▶ WHAT IS EXPECTED
Go through the records and count every line that holds "missing". Only the number belongs in the reply.

(Saved entries)

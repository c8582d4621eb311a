//! Numeric kernels for the windowed statistics engine.

use chrono::NaiveDate;
use std::ops::Range;

pub fn mean(values: &[f64]) -> f64 {
    values.iter().sum::<f64>() / values.len() as f64
}

/// Sample standard deviation (ddof = 1).
///
/// `None` with fewer than two points. Exactly `0.0` when every value is equal,
/// so callers can test for zero variance without tolerance games.
pub fn sample_std(values: &[f64]) -> Option<f64> {
    if values.len() < 2 {
        return None;
    }
    let first = values[0];
    if values.iter().all(|&v| v == first) {
        return Some(0.0);
    }
    let m = mean(values);
    let ss: f64 = values.iter().map(|v| (v - m).powi(2)).sum();
    Some((ss / (values.len() - 1) as f64).sqrt())
}

/// Fractional rank of every value within `values`, average method, scaled by N.
/// Results lie in (0, 1]; the maximum (when unique) is exactly 1.
pub fn average_pct_ranks(values: &[f64]) -> Vec<f64> {
    let n = values.len() as f64;
    let mut sorted = values.to_vec();
    sorted.sort_by(f64::total_cmp);
    values
        .iter()
        .map(|v| {
            let less = sorted.partition_point(|x| x < v);
            let less_or_equal = sorted.partition_point(|x| x <= v);
            let ties = (less_or_equal - less) as f64;
            (less as f64 + (ties + 1.0) / 2.0) / n
        })
        .collect()
}

/// Quantile `q` in [0, 1] with linear interpolation between order statistics.
/// `None` for an empty slice.
pub fn quantile_linear(values: &[f64], q: f64) -> Option<f64> {
    if values.is_empty() {
        return None;
    }
    let mut sorted = values.to_vec();
    sorted.sort_by(f64::total_cmp);
    let pos = q.clamp(0.0, 1.0) * (sorted.len() - 1) as f64;
    let lo = pos.floor() as usize;
    let hi = pos.ceil() as usize;
    Some(sorted[lo] + (sorted[hi] - sorted[lo]) * (pos - lo as f64))
}

/// Index range of the trailing window `(dates[i] - days, dates[i]]` over an
/// ascending date slice. Later rows sharing `dates[i]` fall inside the window.
pub fn trailing_window(dates: &[NaiveDate], i: usize, days: i64) -> Range<usize> {
    let t = dates[i];
    let start = dates.partition_point(|d| (t - *d).num_days() >= days);
    let end = dates.partition_point(|d| *d <= t);
    start..end
}
//! Typed column storage. `None` is the missing sentinel in every kind.

use chrono::NaiveDate;
use std::fmt;

#[derive(Debug, Clone, Copy, PartialEq, Eq)]
pub enum ColumnKind {
    Utf8,
    Float64,
    Int64,
    Bool,
    Date,
}

impl fmt::Display for ColumnKind {
    fn fmt(&self, f: &mut fmt::Formatter<'_>) -> fmt::Result {
        let s = match self {
            ColumnKind::Utf8 => "utf8",
            ColumnKind::Float64 => "float64",
            ColumnKind::Int64 => "int64",
            ColumnKind::Bool => "bool",
            ColumnKind::Date => "date",
        };
        f.write_str(s)
    }
}

#[derive(Debug, Clone, PartialEq)]
pub enum Column {
    Utf8(Vec<Option<String>>),
    Float64(Vec<Option<f64>>),
    Int64(Vec<Option<i64>>),
    Bool(Vec<Option<bool>>),
    Date(Vec<Option<NaiveDate>>),
}

impl Column {
    pub fn kind(&self) -> ColumnKind {
        match self {
            Column::Utf8(_) => ColumnKind::Utf8,
            Column::Float64(_) => ColumnKind::Float64,
            Column::Int64(_) => ColumnKind::Int64,
            Column::Bool(_) => ColumnKind::Bool,
            Column::Date(_) => ColumnKind::Date,
        }
    }

    pub fn len(&self) -> usize {
        match self {
            Column::Utf8(v) => v.len(),
            Column::Float64(v) => v.len(),
            Column::Int64(v) => v.len(),
            Column::Bool(v) => v.len(),
            Column::Date(v) => v.len(),
        }
    }

    pub fn is_empty(&self) -> bool {
        self.len() == 0
    }

    pub fn is_null(&self, row: usize) -> bool {
        match self {
            Column::Utf8(v) => v[row].is_none(),
            Column::Float64(v) => v[row].is_none(),
            Column::Int64(v) => v[row].is_none(),
            Column::Bool(v) => v[row].is_none(),
            Column::Date(v) => v[row].is_none(),
        }
    }

    /// New column holding the rows at `indices`, in that order.
    pub fn take(&self, indices: &[usize]) -> Column {
        fn pick<T: Clone>(v: &[Option<T>], indices: &[usize]) -> Vec<Option<T>> {
            indices.iter().map(|&i| v[i].clone()).collect()
        }
        match self {
            Column::Utf8(v) => Column::Utf8(pick(v, indices)),
            Column::Float64(v) => Column::Float64(pick(v, indices)),
            Column::Int64(v) => Column::Int64(pick(v, indices)),
            Column::Bool(v) => Column::Bool(pick(v, indices)),
            Column::Date(v) => Column::Date(pick(v, indices)),
        }
    }

    /// Numeric view used for model input: missing cells become NaN, bools 0/1.
    pub fn as_f64(&self, row: usize) -> Option<f64> {
        match self {
            Column::Float64(v) => Some(v[row].unwrap_or(f64::NAN)),
            Column::Int64(v) => Some(v[row].map(|x| x as f64).unwrap_or(f64::NAN)),
            Column::Bool(v) => Some(v[row].map(|b| if b { 1.0 } else { 0.0 }).unwrap_or(f64::NAN)),
            Column::Utf8(_) | Column::Date(_) => None,
        }
    }

    /// Human-readable cell; missing renders as `<NA>`.
    pub fn display_cell(&self, row: usize) -> String {
        const NA: &str = "<NA>";
        match self {
            Column::Utf8(v) => v[row].clone().unwrap_or_else(|| NA.to_string()),
            Column::Float64(v) => v[row].map(|x| x.to_string()).unwrap_or_else(|| NA.to_string()),
            Column::Int64(v) => v[row].map(|x| x.to_string()).unwrap_or_else(|| NA.to_string()),
            Column::Bool(v) => v[row].map(|x| x.to_string()).unwrap_or_else(|| NA.to_string()),
            Column::Date(v) => v[row].map(|d| d.to_string()).unwrap_or_else(|| NA.to_string()),
        }
    }

    /// Exact cell encoding for hashing (floats by bit pattern).
    pub(crate) fn canonical_cell(&self, row: usize) -> String {
        match self {
            Column::Float64(v) => v[row]
                .map(|x| format!("{:016x}", x.to_bits()))
                .unwrap_or_else(|| "\u{0}".to_string()),
            Column::Utf8(v) => v[row]
                .as_ref()
                .map(|s| format!("s{}:{}", s.len(), s))
                .unwrap_or_else(|| "\u{0}".to_string()),
            _ if self.is_null(row) => "\u{0}".to_string(),
            _ => self.display_cell(row),
        }
    }
}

▶ YOUR SOLUTION
3